Overcoming Chronic Pain and Fatigue

Chronic fatigue syndrome is a debilitating disorder that is characterized by extreme exhaustion. Researchers say more than 1 million Americans have the disorder, but 85 percent to 90 percent of them are undiagnosed.

The reason for so many undocumented cases is CFS is difficult to detect. Symptoms are often similar to those of other illnesses and include fatigue, muscle pain, insomnia, impaired memory, and overall weakness. Previous studies show the cause of CFS is unknown and no specific diagnostic tests have been available.

Patients with CFS often cannot participate in the same activities they engaged in prior to having the disorder. Some can’t even walk across a room because they are so tired. Bed rest does not seem to improve energy levels of patients with CFS, and physical and mental activity may worsen the condition.

Another possible cause for so many unreported cases is many doctors misdiagnose CFS patients as having a psychological disorder. Barry Hurwitz, Ph.D., from the University of Miami’s Behavioral Medicine Research Center, says patients often feel isolated. “Individuals are often stigmatized and told their illness isn’t real,” says Hurwitz. “People with chronic fatigue syndrome face an incredible burden just getting doctors to take their symptoms seriously.”

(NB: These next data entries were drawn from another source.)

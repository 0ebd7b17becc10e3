// Copyright 2025 the Understory Authors
// SPDX-License-Identifier: Apache-2.0 OR MIT

//! The kernels beneath the drawer gesture.
//!
//! Classify a press with `DragState::check_slop`, collect a release window in
//! `PositionHistory`, and defer work with `TimerQueue`.
//!
//! Run:
//! - `cargo run -p understory_demos --example gesture_kernels`

use kurbo::Point;
use understory_event_state::drag::{DragAxis, DragSlop, DragState, SlopCheck};
use understory_event_state::history::PositionHistory;
use understory_timing::TimerQueue;

fn main() {
    understory_demos::init_logging();

    let slop = DragSlop::new(DragAxis::Horizontal, 5.0, 6.0);

    println!("== Slop classification ==");
    let mut drag = DragState::default();
    drag.start(Point::new(100.0, 100.0));
    for pos in [
        Point::new(103.0, 102.0),
        Point::new(104.0, 107.0),
        Point::new(108.0, 101.0),
    ] {
        println!("  {pos:?} -> {:?}", drag.check_slop(pos, slop));
    }
    assert_eq!(
        drag.check_slop(Point::new(104.0, 107.0), slop),
        Some(SlopCheck::Vetoed)
    );

    println!("== Release window ==");
    let mut history = PositionHistory::new(5);
    for x in [110.0, 140.0, 170.0, 200.0, 195.0, 190.0] {
        history.push(Point::new(x, 100.0));
        println!("  push {x:>5.1}  net {:?}", history.net_delta());
    }
    let net = history.net_delta().map_or(0.0, |d| d.x);
    assert!(net > 0.0, "a short wiggle keeps the swipe direction");

    println!("== Deferred work ==");
    let mut timers = TimerQueue::new();
    let first = timers.schedule(1_000, "close");
    timers.schedule(1_000, "refresh");
    timers.cancel(first);
    for (id, action) in timers.drain_due(1_000) {
        println!("  fired {:?}: {action}", id.get());
    }
    assert!(timers.is_empty());
}
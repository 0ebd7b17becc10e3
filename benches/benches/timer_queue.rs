// Copyright 2025 the Understory Authors
// SPDX-License-Identifier: Apache-2.0 OR MIT

use criterion::{BenchmarkId, Criterion, Throughput, black_box, criterion_group, criterion_main};
use understory_timing::TimerQueue;

fn bench_schedule_and_drain(c: &mut Criterion) {
    let mut group = c.benchmark_group("timing/queue");

    for len in [16usize, 256, 4_096] {
        // Deadlines arrive out of order, like timers scheduled from unrelated widgets.
        let deadlines: Vec<u64> = (0..len as u64).map(|i| (i * 7_919) % 10_007).collect();
        group.throughput(Throughput::Elements(len as u64));

        group.bench_with_input(
            BenchmarkId::new("schedule_drain", len),
            &deadlines,
            |b, deadlines| {
                b.iter(|| {
                    let mut queue = TimerQueue::new();
                    for (i, &deadline) in deadlines.iter().enumerate() {
                        queue.schedule(deadline, i);
                    }
                    black_box(queue.drain_due(u64::MAX).len());
                });
            },
        );

        group.bench_with_input(
            BenchmarkId::new("schedule_cancel_half", len),
            &deadlines,
            |b, deadlines| {
                b.iter(|| {
                    let mut queue = TimerQueue::new();
                    let ids: Vec<_> = deadlines
                        .iter()
                        .map(|&deadline| queue.schedule(deadline, ()))
                        .collect();
                    for id in ids.iter().step_by(2) {
                        queue.cancel(*id);
                    }
                    black_box(queue.len());
                });
            },
        );
    }
    group.finish();
}

criterion_group!(benches, bench_schedule_and_drain);
criterion_main!(benches);
impl<P: Copy + PartialEq + core::fmt::Debug> Drawer<P> {
    /// Creates a closed drawer.
    #[must_use]
    pub fn new(config: DrawerConfig) -> Self {
        let mut flags = DrawerFlags::empty();
        flags.set(DrawerFlags::AUTOCLOSE, config.autoclose());
        Self::upgrade(config, flags, None)
    }

    /// Creates a drawer for an element that already carries attributes.
    ///
    /// The drawer starts at rest in the state `flags` describes, without an
    /// animation. A missing `align` value uses the configured alignment;
    /// malformed values fall back to [`Align::Left`].
    #[must_use]
    pub fn upgrade(config: DrawerConfig, flags: DrawerFlags, align: Option<&str>) -> Self {
        let align = align.map_or(config.align(), |value| Align::parse(Some(value)));
        Self {
            gesture: GestureTracker::new(config.slop(), config.history_len()),
            width: config.width(),
            settled_open: flags.contains(DrawerFlags::OPEN),
            flags,
            align,
            animating: false,
            timers: TimerQueue::new(),
            pending_close: None,
            last_release: None,
            template: DrawerTemplate::instantiate().with_width(config.width()),
            config,
        }
    }

    /// Writes the initial attributes to a freshly attached element.
    pub fn connect(&self, host: &mut impl DrawerHost<P>) {
        host.reflect_attribute(DrawerFlags::OPEN, self.open());
        host.reflect_attribute(DrawerFlags::AUTOCLOSE, self.autoclose());
        host.reflect_align(self.align);
    }

    /// Configuration the drawer was built with.
    #[must_use]
    pub fn config(&self) -> &DrawerConfig {
        &self.config
    }

    /// This instance's copy of the template prototype, with `--width` set
    /// from the configured width.
    #[must_use]
    pub fn template(&self) -> &DrawerTemplate {
        &self.template
    }

    /// Edge rules for the current alignment.
    #[must_use]
    pub fn placement(&self) -> Placement {
        self.template.placement(self.align)
    }

    /// Whether the drawer is open.
    #[must_use]
    pub fn open(&self) -> bool {
        self.flags.contains(DrawerFlags::OPEN)
    }

    /// Opens or closes the drawer.
    ///
    /// Cancels a pending autoclose, marks the drawer animating and reflects
    /// the `open` attribute. The [`ToggleEvent`] follows once the panel
    /// settles: on [`Drawer::transition_end`], or immediately when the panel
    /// already rests at the target offset.
    pub fn set_open(&mut self, open: bool, host: &mut impl DrawerHost<P>) {
        let current = host
            .computed_panel_offset()
            .unwrap_or_else(|| self.resting_offset_for(self.settled_open));
        self.apply_open(open, current, host);
    }

    /// Closes the drawer.
    pub fn close(&mut self, host: &mut impl DrawerHost<P>) {
        self.set_open(false, host);
    }

    /// Sets the open state to `force`, or flips it when `force` is `None`.
    pub fn toggle(&mut self, force: Option<bool>, host: &mut impl DrawerHost<P>) {
        let open = force.unwrap_or(!self.open());
        self.set_open(open, host);
    }

    /// Whether clicks inside the drawer close it by default.
    #[must_use]
    pub fn autoclose(&self) -> bool {
        self.flags.contains(DrawerFlags::AUTOCLOSE)
    }

    /// Sets the default autoclose policy and reflects the attribute.
    pub fn set_autoclose(&mut self, autoclose: bool, host: &mut impl DrawerHost<P>) {
        self.flags.set(DrawerFlags::AUTOCLOSE, autoclose);
        host.reflect_attribute(DrawerFlags::AUTOCLOSE, autoclose);
    }

    /// Reflected presence attributes.
    #[must_use]
    pub fn flags(&self) -> DrawerFlags {
        self.flags
    }

    /// Whether a state change is waiting for the panel to settle.
    #[must_use]
    pub fn animating(&self) -> bool {
        self.animating
    }

    /// Current alignment.
    #[must_use]
    pub fn align(&self) -> Align {
        self.align
    }

    /// Sets the alignment and reflects the attribute.
    pub fn set_align(&mut self, align: Align, host: &mut impl DrawerHost<P>) {
        self.align = align;
        host.reflect_align(align);
    }

    /// Panel width used for clamping and progress.
    #[must_use]
    pub fn width(&self) -> f64 {
        self.width
    }

    /// Updates the measured panel width.
    ///
    /// Non-finite or non-positive widths fall back to the configured width.
    pub fn set_width(&mut self, width: f64) {
        self.width = if is_valid_width(width) {
            width
        } else {
            self.config.width()
        };
    }

    /// Offset the panel rests at for the current open state.
    #[must_use]
    pub fn resting_offset(&self) -> f64 {
        self.resting_offset_for(self.open())
    }

    /// Current gesture phase.
    #[must_use]
    pub fn gesture_phase(&self) -> GesturePhase {
        self.gesture.phase()
    }

    /// Live drag offset, while dragging.
    #[must_use]
    pub fn live_offset(&self) -> Option<f64> {
        self.gesture.live_offset()
    }

    /// Notifies the drawer that a transition finished.
    ///
    /// Only the panel's transition completes a pending state change.
    pub fn transition_end(&mut self, target: TransitionTarget, host: &mut impl DrawerHost<P>) {
        if target != TransitionTarget::Panel {
            return;
        }
        if !self.animating {
            log::trace!("drawer: transition end with no pending change");
            return;
        }
        self.complete(host);
    }

    /// Routes a click inside the drawer.
    ///
    /// `ancestry` yields the `autoclose` attribute of the click target and of
    /// each ancestor up to but excluding the drawer element.
    pub fn click<'a, I>(&mut self, ancestry: I, now: u64) -> ClickResolution
    where
        I: IntoIterator<Item = Option<&'a str>>,
    {
        if self.within_suppression(now) {
            return ClickResolution::Suppressed;
        }
        let close = autoclose::resolve(ancestry, self.autoclose());
        self.route_click(close, now)
    }

    /// Routes a click on `target` by walking `lookup` toward `drawer`.
    pub fn click_node<K, L>(&mut self, lookup: &L, target: K, drawer: K, now: u64) -> ClickResolution
    where
        K: Copy + Eq,
        L: AutocloseLookup<K> + ?Sized,
    {
        if self.within_suppression(now) {
            return ClickResolution::Suppressed;
        }
        let close = autoclose::resolve_in_tree(lookup, target, drawer, self.autoclose());
        self.route_click(close, now)
    }

    /// Handles a click on the backdrop: closes immediately.
    pub fn backdrop_click(&mut self, host: &mut impl DrawerHost<P>) {
        self.close(host);
    }

    /// Native drag-and-drop on the drawer is always suppressed.
    #[must_use]
    pub fn native_drag_start(&self) -> PointerDisposition {
        PointerDisposition::Consumed
    }

    /// Deadline of the next deferred action, for host wakeup scheduling.
    #[must_use]
    pub fn next_deadline(&self) -> Option<u64> {
        self.timers.next_deadline()
    }

    /// Whether an autoclose is waiting for the next tick.
    #[must_use]
    pub fn close_pending(&self) -> bool {
        self.pending_close.is_some()
    }

    /// Runs deferred actions due at `now`. Returns how many ran.
    pub fn run_timers(&mut self, now: u64, host: &mut impl DrawerHost<P>) -> usize {
        let mut ran = 0;
        while let Some((id, action)) = self.timers.pop_due(now) {
            if self.pending_close == Some(id) {
                self.pending_close = None;
            }
            match action {
                Deferred::Close => {
                    log::debug!("drawer: deferred autoclose");
                    self.close(host);
                }
            }
            ran += 1;
        }
        ran
    }

    /// Handles a pointer press anywhere in the document.
    ///
    /// A repeated press from the pointer already being tracked abandons its
    /// session first, as if it had been cancelled.
    pub fn pointer_down(
        &mut self,
        pointer: P,
        primary: bool,
        position: Point,
        host: &mut impl DrawerHost<P>,
    ) -> PointerDisposition {
        if primary && self.gesture.pointer() == Some(pointer) {
            self.reset_gesture(host);
        }
        self.gesture.pointer_down(pointer, primary, position, host)
    }

    /// Handles a pointer move anywhere in the document.
    pub fn pointer_move(
        &mut self,
        pointer: P,
        position: Point,
        host: &mut impl DrawerHost<P>,
    ) -> PointerDisposition {
        let resting = self.resting_offset_for(self.settled_open);
        // Only a move that may start a drag reads the rendered offset.
        let start_offset = if self.gesture.phase() == GesturePhase::Armed {
            host.computed_panel_offset()
                .unwrap_or(resting)
                .clamp(0.0, self.width)
        } else {
            resting
        };
        let geometry = DrawerGeometry {
            open: self.open(),
            width: self.width,
            start_offset,
        };
        self.gesture.pointer_move(pointer, position, geometry, host)
    }

    /// Handles a pointer release anywhere in the document.
    ///
    /// `now` stamps the release for click suppression.
    pub fn pointer_up(
        &mut self,
        pointer: P,
        now: u64,
        host: &mut impl DrawerHost<P>,
    ) -> PointerDisposition {
        match self.gesture.pointer_up(pointer, host) {
            Some(release) => self.settle(release, now, host),
            None => PointerDisposition::Ignored,
        }
    }

    /// Handles the platform cancelling a pointer.
    pub fn pointer_cancel(&mut self, pointer: P, host: &mut impl DrawerHost<P>) -> PointerDisposition {
        if self.gesture.pointer() != Some(pointer) {
            return PointerDisposition::Ignored;
        }
        self.reset_gesture(host);
        PointerDisposition::Ignored
    }

    /// Dispatches a [`DrawerPointerEvent`] to the matching handler.
    pub fn handle_pointer(
        &mut self,
        event: DrawerPointerEvent<P>,
        now: u64,
        host: &mut impl DrawerHost<P>,
    ) -> PointerDisposition {
        match event {
            DrawerPointerEvent::Down {
                pointer,
                primary,
                position,
            } => self.pointer_down(pointer, primary, position, host),
            DrawerPointerEvent::Move { pointer, position } => {
                self.pointer_move(pointer, position, host)
            }
            DrawerPointerEvent::Up { pointer } => self.pointer_up(pointer, now, host),
            DrawerPointerEvent::Cancel { pointer } => self.pointer_cancel(pointer, host),
        }
    }

    /// Abandons any pointer session, restoring everything a drag changed.
    ///
    /// No open-state decision is made.
    pub fn reset_gesture(&mut self, host: &mut impl DrawerHost<P>) {
        if let Some(release) = self.gesture.cancel(host) {
            if let Some(end) = release.end_offset {
                self.complete_if_at_rest(end, host);
            }
        }
    }

    /// Tears the drawer down: abandons gestures and pending autoclose.
    pub fn detach(&mut self, host: &mut impl DrawerHost<P>) {
        self.reset_gesture(host);
        self.cancel_pending_close();
        self.timers.clear();
    }

    fn resting_offset_for(&self, open: bool) -> f64 {
        if open { self.width } else { 0.0 }
    }

    fn apply_open(&mut self, open: bool, current_offset: f64, host: &mut impl DrawerHost<P>) {
        self.cancel_pending_close();
        self.animating = true;
        self.flags.set(DrawerFlags::OPEN, open);
        host.reflect_attribute(DrawerFlags::OPEN, open);
        if self.gesture.is_dragging() {
            // The release re-checks once the live override is gone.
            return;
        }
        self.complete_if_at_rest(current_offset, host);
    }

    fn complete_if_at_rest(&mut self, offset: f64, host: &mut impl DrawerHost<P>) {
        if self.animating && (offset - self.resting_offset()).abs() < OFFSET_EPSILON {
            self.complete(host);
        }
    }

    fn complete(&mut self, host: &mut impl DrawerHost<P>) {
        self.animating = false;
        self.settled_open = self.open();
        log::debug!("drawer: settled, open = {}", self.settled_open);
        host.dispatch_toggle(ToggleEvent {
            open: self.settled_open,
        });
    }

    fn settle(&mut self, release: Release, now: u64, host: &mut impl DrawerHost<P>) -> PointerDisposition {
        if release.suppress_click {
            self.last_release = Some(now);
        }
        let Some(end) = release.end_offset else {
            return PointerDisposition::Ignored;
        };
        match release.decision {
            Some(open) => {
                self.apply_open(open, end, host);
                PointerDisposition::Consumed
            }
            None => {
                self.complete_if_at_rest(end, host);
                PointerDisposition::Ignored
            }
        }
    }

    fn within_suppression(&self, now: u64) -> bool {
        self.last_release
            .is_some_and(|at| now.saturating_sub(at) < self.config.click_suppression_ms())
    }

    fn route_click(&mut self, close: bool, now: u64) -> ClickResolution {
        if !close {
            return ClickResolution::KeptOpen;
        }
        self.cancel_pending_close();
        self.pending_close = Some(self.timers.schedule(now, Deferred::Close));
        log::debug!("drawer: autoclose scheduled");
        ClickResolution::CloseScheduled
    }

    fn cancel_pending_close(&mut self) {
        if let Some(id) = self.pending_close.take() {
            self.timers.cancel(id);
        }
    }
}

Hurwitz and colleagues from the University of Miami believe they’ve found a physical cause for CFS. They say the condition is linked to a decrease in red blood cells. “In chronic fatigue, about 60 to 70 percent of individuals we found have a deficit in red blood cell production, and it’s not picked up by normal medical tests. It’s not generally known in the medical community that there is this problem with red cell production,” says Hurwitz. Red blood cells transport nutrients to cells, and an insufficient amount of them, can cause patients to feel fatigued.

A NEW TREATMENT OPTION:

Researchers are now testing the drug Procrit on CFS participants who are between the ages of 18 and 55. Procrit is approved for treating cancer and kidney dialysis patients who are anemic. However, new research shows the drug also stimulates red blood cell volume in CFS patients by imitating the hormone erythropoietin that is normally released by the kidneys. Side effects of the drug include diarrhea, fever, and shortness of breath.

Results of the ongoing study are not conclusive, but Hurwitz says Procrit is definitely helping some of the CFS participants. “Some people have shown remarkable improvement and have gone back to work, and in others, it’s been less effective,” he says. Researchers say future studies are needed to confirm the effectiveness of the drug on CFS patients.